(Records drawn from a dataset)
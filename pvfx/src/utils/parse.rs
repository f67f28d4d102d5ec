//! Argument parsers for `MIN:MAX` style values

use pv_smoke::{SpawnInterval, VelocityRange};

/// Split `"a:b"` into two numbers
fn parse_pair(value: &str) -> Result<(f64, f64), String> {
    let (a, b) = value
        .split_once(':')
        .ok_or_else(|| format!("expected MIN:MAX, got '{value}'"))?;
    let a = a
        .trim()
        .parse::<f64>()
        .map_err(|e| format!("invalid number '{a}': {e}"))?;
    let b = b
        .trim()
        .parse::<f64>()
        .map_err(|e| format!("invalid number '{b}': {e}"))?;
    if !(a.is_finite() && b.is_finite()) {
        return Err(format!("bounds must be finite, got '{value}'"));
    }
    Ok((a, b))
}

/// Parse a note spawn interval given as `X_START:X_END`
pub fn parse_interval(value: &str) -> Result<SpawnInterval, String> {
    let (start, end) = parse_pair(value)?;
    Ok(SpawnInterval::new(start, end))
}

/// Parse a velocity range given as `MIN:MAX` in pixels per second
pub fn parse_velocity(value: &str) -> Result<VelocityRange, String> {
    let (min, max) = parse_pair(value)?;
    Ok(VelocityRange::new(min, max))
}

**BRIEF**
Emit verbatim the lines running from the one with "Parse a note" through the last line of the data, both endpoints inclusive.

**PROBLEM SOLUTION**
/// Parse a note spawn interval given as `X_START:X_END`
pub fn parse_interval(value: &str) -> Result<SpawnInterval, String> {
    let (start, end) = parse_pair(value)?;
    Ok(SpawnInterval::new(start, end))
}

/// Parse a velocity range given as `MIN:MAX` in pixels per second
pub fn parse_velocity(value: &str) -> Result<VelocityRange, String> {
    let (min, max) = parse_pair(value)?;
    Ok(VelocityRange::new(min, max))
}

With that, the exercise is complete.